The idea of B<Footprinting> won out over other ideas for design.  The
concept of footprinting is simple.

  if($capability->footprint) {
     $capability->setup;
  }

That is, if the capability appears to be appropriate for the
environment, then setup that capability.  In the case of networking
configuration files, this is a very clear win.  

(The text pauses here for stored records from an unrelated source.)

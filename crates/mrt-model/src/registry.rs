//! Structural definitions of every supported template type and version.
//!
//! Definitions are plain data built once per process and shared read-only; callers get
//! `&'static` references back from [`version_def`].

use core::fmt;
use std::collections::HashMap;
use std::str::FromStr;
use std::sync::OnceLock;

use serde::{Deserialize, Serialize};
use thiserror::Error;

#[derive(Copy, Clone, Debug, PartialEq, Eq, Hash, PartialOrd, Ord, Serialize, Deserialize)]
#[serde(rename_all = "lowercase")]
pub enum TemplateType {
    Cmrt,
    Emrt,
    Crt,
    Amrt,
}

impl TemplateType {
    pub const ALL: [TemplateType; 4] = [
        TemplateType::Cmrt,
        TemplateType::Emrt,
        TemplateType::Crt,
        TemplateType::Amrt,
    ];

    pub const fn as_str(self) -> &'static str {
        match self {
            TemplateType::Cmrt => "cmrt",
            TemplateType::Emrt => "emrt",
            TemplateType::Crt => "crt",
            TemplateType::Amrt => "amrt",
        }
    }

    /// Upper-case family name used in template file names (`RMI_CMRT_6.5.xlsx`).
    pub const fn as_upper(self) -> &'static str {
        match self {
            TemplateType::Cmrt => "CMRT",
            TemplateType::Emrt => "EMRT",
            TemplateType::Crt => "CRT",
            TemplateType::Amrt => "AMRT",
        }
    }

    pub const fn versions(self) -> &'static [&'static str] {
        match self {
            TemplateType::Cmrt => &["6.01", "6.1", "6.22", "6.31", "6.4", "6.5"],
            TemplateType::Emrt => &["1.1", "1.11", "1.2", "1.3", "2.0", "2.1"],
            TemplateType::Crt => &["2.2", "2.21"],
            TemplateType::Amrt => &["1.1", "1.2", "1.3"],
        }
    }

    pub fn supports_version(self, version: &str) -> bool {
        self.versions().contains(&version)
    }
}

impl fmt::Display for TemplateType {
    fn fmt(&self, f: &mut fmt::Formatter<'_>) -> fmt::Result {
        f.write_str(self.as_str())
    }
}

impl FromStr for TemplateType {
    type Err = RegistryError;

    fn from_str(s: &str) -> Result<Self, Self::Err> {
        let s = s.trim();
        TemplateType::ALL
            .into_iter()
            .find(|t| t.as_str().eq_ignore_ascii_case(s))
            .ok_or_else(|| RegistryError::UnknownTemplateType(s.to_string()))
    }
}

#[derive(Debug, Clone, PartialEq, Eq, Error)]
pub enum RegistryError {
    #[error("unknown template type: {0}")]
    UnknownTemplateType(String),
    #[error("unsupported {template_type} version: {version}")]
    UnsupportedVersion {
        template_type: TemplateType,
        version: String,
    },
}

#[derive(Copy, Clone, Debug, PartialEq, Eq, Serialize, Deserialize)]
#[serde(rename_all = "kebab-case")]
pub enum MineralInputMode {
    /// The template lists a fixed set of minerals; all are always in scope.
    Fixed,
    /// Minerals are picked from a template dropdown, with an `other` escape hatch.
    DynamicDropdown,
    /// Minerals are typed by the reporter into numbered slots.
    FreeText,
}

#[derive(Clone, Debug, PartialEq, Eq, Serialize)]
pub struct MineralDef {
    pub key: &'static str,
}

#[derive(Clone, Debug, PartialEq, Eq, Serialize)]
pub struct MineralScope {
    pub mode: MineralInputMode,
    pub minerals: Vec<MineralDef>,
    pub max_count: Option<usize>,
    pub other_slot_count: Option<usize>,
    pub default_custom_minerals: Vec<&'static str>,
}

impl MineralScope {
    pub fn keys(&self) -> impl Iterator<Item = &'static str> + '_ {
        self.minerals.iter().map(|m| m.key)
    }

    pub fn contains(&self, key: &str) -> bool {
        self.minerals.iter().any(|m| m.key == key)
    }
}

#[derive(Clone, Debug, PartialEq, Eq, Serialize)]
pub struct QuestionDef {
    pub key: &'static str,
    pub per_mineral: bool,
}

#[derive(Clone, Debug, PartialEq, Eq, Serialize)]
pub struct CompanyQuestionDef {
    pub key: &'static str,
    pub per_mineral: bool,
    pub has_comment_field: bool,
}

#[derive(Copy, Clone, Debug, PartialEq, Eq, Serialize)]
pub struct SmelterListConfig {
    pub has_id_column: bool,
    pub has_lookup: bool,
    pub has_combined_column: bool,
}

#[derive(Copy, Clone, Debug, PartialEq, Eq, Serialize)]
pub struct MineListConfig {
    pub available: bool,
}

#[derive(Copy, Clone, Debug, PartialEq, Eq, Serialize)]
pub struct ProductListConfig {
    pub has_requester_columns: bool,
}

/// Company information keys, in the order they are laid out on the Declaration sheet.
pub const COMPANY_INFO_FIELDS: [&str; 14] = [
    "companyName",
    "declarationScope",
    "scopeDescription",
    "companyId",
    "companyAuthId",
    "address",
    "contactName",
    "contactEmail",
    "contactPhone",
    "authorizerName",
    "authorizerTitle",
    "authorizerEmail",
    "authorizerPhone",
    "authorizationDate",
];

#[derive(Clone, Debug, PartialEq, Eq, Serialize)]
pub struct TemplateVersionDef {
    pub template_type: TemplateType,
    pub version_id: &'static str,
    pub mineral_scope: MineralScope,
    pub company_info_fields: &'static [&'static str],
    pub questions: Vec<QuestionDef>,
    pub company_questions: Vec<CompanyQuestionDef>,
    pub smelter_list: SmelterListConfig,
    pub mine_list: MineListConfig,
    pub product_list: ProductListConfig,
}

impl TemplateVersionDef {
    pub fn question(&self, key: &str) -> Option<&QuestionDef> {
        self.questions.iter().find(|q| q.key == key)
    }

    pub fn company_question(&self, key: &str) -> Option<&CompanyQuestionDef> {
        self.company_questions.iter().find(|q| q.key == key)
    }
}

type DefTable = HashMap<(TemplateType, &'static str), TemplateVersionDef>;

static DEFINITIONS: OnceLock<DefTable> = OnceLock::new();

fn definitions() -> &'static DefTable {
    DEFINITIONS.get_or_init(|| {
        let mut table = HashMap::new();
        for template_type in TemplateType::ALL {
            for &version in template_type.versions() {
                table.insert((template_type, version), build(template_type, version));
            }
        }
        table
    })
}

/// Look up the definition for `template_type@version`.
pub fn version_def(
    template_type: TemplateType,
    version: &str,
) -> Result<&'static TemplateVersionDef, RegistryError> {
    definitions()
        .iter()
        .find(|((t, v), _)| *t == template_type && *v == version)
        .map(|(_, def)| def)
        .ok_or_else(|| RegistryError::UnsupportedVersion {
            template_type,
            version: version.to_string(),
        })
}

fn build(template_type: TemplateType, version: &'static str) -> TemplateVersionDef {
    match template_type {
        TemplateType::Cmrt => cmrt(version),
        TemplateType::Emrt => emrt(version),
        TemplateType::Crt => crt(version),
        TemplateType::Amrt => amrt(version),
    }
}

fn minerals(keys: &[&'static str]) -> Vec<MineralDef> {
    keys.iter().map(|&key| MineralDef { key }).collect()
}

fn questions(count: usize, per_mineral: bool) -> Vec<QuestionDef> {
    const KEYS: [&str; 8] = ["Q1", "Q2", "Q3", "Q4", "Q5", "Q6", "Q7", "Q8"];
    KEYS[..count]
        .iter()
        .map(|&key| QuestionDef { key, per_mineral })
        .collect()
}

fn company_questions(count: usize, per_mineral_keys: &[&str]) -> Vec<CompanyQuestionDef> {
    const KEYS: [&str; 9] = ["A", "B", "C", "D", "E", "F", "G", "H", "I"];
    KEYS[..count]
        .iter()
        .map(|&key| CompanyQuestionDef {
            key,
            per_mineral: per_mineral_keys.contains(&key),
            has_comment_field: true,
        })
        .collect()
}

fn fixed_scope(keys: &[&'static str]) -> MineralScope {
    MineralScope {
        mode: MineralInputMode::Fixed,
        minerals: minerals(keys),
        max_count: None,
        other_slot_count: None,
        default_custom_minerals: Vec::new(),
    }
}

fn cmrt(version: &'static str) -> TemplateVersionDef {
    TemplateVersionDef {
        template_type: TemplateType::Cmrt,
        version_id: version,
        mineral_scope: fixed_scope(&["tantalum", "tin", "gold", "tungsten"]),
        company_info_fields: &COMPANY_INFO_FIELDS,
        questions: questions(8, true),
        company_questions: company_questions(8, &[]),
        smelter_list: SmelterListConfig {
            has_id_column: true,
            has_lookup: true,
            has_combined_column: false,
        },
        mine_list: MineListConfig { available: false },
        product_list: ProductListConfig {
            has_requester_columns: false,
        },
    }
}

fn emrt(version: &'static str) -> TemplateVersionDef {
    let v2 = version.starts_with("2.");
    let mineral_scope = if v2 {
        MineralScope {
            mode: MineralInputMode::DynamicDropdown,
            minerals: minerals(&["cobalt", "copper", "graphite", "lithium", "mica", "nickel"]),
            max_count: None,
            other_slot_count: None,
            default_custom_minerals: Vec::new(),
        }
    } else {
        fixed_scope(&["cobalt", "mica"])
    };
    TemplateVersionDef {
        template_type: TemplateType::Emrt,
        version_id: version,
        mineral_scope,
        company_info_fields: &COMPANY_INFO_FIELDS,
        questions: questions(7, true),
        company_questions: company_questions(7, &["C"]),
        smelter_list: SmelterListConfig {
            has_id_column: true,
            has_lookup: true,
            has_combined_column: false,
        },
        mine_list: MineListConfig { available: v2 },
        product_list: ProductListConfig {
            has_requester_columns: version == "2.1",
        },
    }
}

fn crt(version: &'static str) -> TemplateVersionDef {
    TemplateVersionDef {
        template_type: TemplateType::Crt,
        version_id: version,
        mineral_scope: fixed_scope(&["cobalt"]),
        company_info_fields: &COMPANY_INFO_FIELDS,
        questions: questions(6, false),
        company_questions: company_questions(9, &[]),
        smelter_list: SmelterListConfig {
            has_id_column: true,
            has_lookup: true,
            has_combined_column: false,
        },
        mine_list: MineListConfig { available: false },
        product_list: ProductListConfig {
            has_requester_columns: false,
        },
    }
}

fn amrt(version: &'static str) -> TemplateVersionDef {
    let (mineral_scope, dropdown) = match version {
        "1.1" => (
            MineralScope {
                mode: MineralInputMode::FreeText,
                minerals: minerals(&[
                    "aluminum", "copper", "lithium", "nickel", "silver", "chromium", "zinc",
                ]),
                max_count: Some(10),
                other_slot_count: None,
                default_custom_minerals: vec![
                    "Aluminium",
                    "Copper",
                    "Lithium",
                    "Nickel",
                    "Silver",
                    "Chromium",
                    "Zinc",
                ],
            },
            false,
        ),
        "1.2" => (
            MineralScope {
                mode: MineralInputMode::FreeText,
                minerals: minerals(&[
                    "aluminum", "chromium", "copper", "lithium", "nickel", "silver", "zinc",
                ]),
                max_count: Some(10),
                other_slot_count: None,
                default_custom_minerals: vec!["铝", "铬", "铜", "锂", "镍", "银", "锌"],
            },
            false,
        ),
        _ => (
            MineralScope {
                mode: MineralInputMode::DynamicDropdown,
                minerals: minerals(&[
                    "aluminum",
                    "iridium",
                    "lime",
                    "manganese",
                    "palladium",
                    "platinum",
                    "rareEarthElements",
                    "rhodium",
                    "ruthenium",
                    "silver",
                    "sodaAsh",
                    "zinc",
                    "other",
                ]),
                max_count: Some(10),
                other_slot_count: Some(12),
                default_custom_minerals: Vec::new(),
            },
            true,
        ),
    };
    TemplateVersionDef {
        template_type: TemplateType::Amrt,
        version_id: version,
        mineral_scope,
        company_info_fields: &COMPANY_INFO_FIELDS,
        questions: questions(2, true),
        company_questions: Vec::new(),
        smelter_list: SmelterListConfig {
            has_id_column: dropdown,
            has_lookup: dropdown,
            has_combined_column: dropdown,
        },
        mine_list: MineListConfig { available: true },
        product_list: ProductListConfig {
            has_requester_columns: dropdown,
        },
    }
}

The reason that it is such a clear win, is that many Linux
distributions are just extensions on other distributions.  Although
Turbo Linux, Mandrake, Connectiva, and Red Hat are all very separate
entities, their underlying network configurations are nearly
identical.  By using footprints instead of Distributions, you have
normalized your problem.

This also means that if any new distribution comes along that uses
exactly the same networking as any type that is already supported, the
new distribution is supported for free!  And who said there is no such
thing as a free lunch?

head1 Tasks

System Configurator has 5 discreet tasks that it must perform.  

=over 4

=item Hardware Detection

This will generate alias in modules.conf or equivalent files

=item Network Setup

Sets up the network scripts for installation

=item Initial Ramdisk Generation

Generate the appropriate initial ramdisk for the system

=item Bootloader Config File Generation

Generate the Bootloader configuration files

=item Install Bootloader

Install the bootloader

=back

In order to provide maximum flexibility none of these tasks must rely
on any other task having completed.  That means there are 2 message
passing mechanism between tasks.  Both of these message passing
mechanisms allow the user to manually perform any part of the System
Configuration in the event that System Configurator can not properly
handle the special circumstances.

=head2 $config

The first is the use of a global $config object.  This object is
generated through parsing of (in this order): 

=over 4

=item B<1.> 

Command Line Arguments

=item B<2.> 

Standard In (if --stdin is specified)

=item B<3.> 

The config file.  This defaults to /etc/systemconfig/systemconfig.conf.

=back

Normally each subsection grabs the variables that it is interested in
via the C<varlist> method of $config.  Although $config should mostly
be used in a read only context, certain components, most noteably the
Initial Ramdisk section, can write information into the $config
object. 

The initial ramdisk code does this by specifying the initial ramdisk
file for each B<[KERNEL\d+]> section that it processes.  From the
perspective of the Bootloader setup code all it sees is:

  $config->kernel0_image
  $config->kernel0_initrd

It does not care that C<$config-E<gt>kernel0_initrd> comes from the
initial ramdisk code, or from the user specifying it in the config
file. 

=head2 Filesystem

The second message passing mechanism is the filesystem of the client
machine.  The most noteable example here is the hardware setup
mechanism. 

When the hardware detection code runs, it modifies modules.conf (or a
similar file) and sets up lines of the form:

  alias eth0 eepro100
  alias scsi_host_adapter ips

These lines are then read by the initial ramdisk component of System
Configurator to determine which modules will need to be added to the
initial ramdisk.  Many Linux distributions provide a kernel without
SCSI support.  On SCSI only systems, and initial ramdisk is required
to gain access to the root device during startup.

=head1 Module Design

The oldest, and most mature part of the System Configurator code is
the Networking code.  I will use this as an example for most

...

=head1 Test Cases

Modules should be written for automated testability.  The best way to
do this is to seperate out functions that are input / output
oriented from functions that are side effect oriented.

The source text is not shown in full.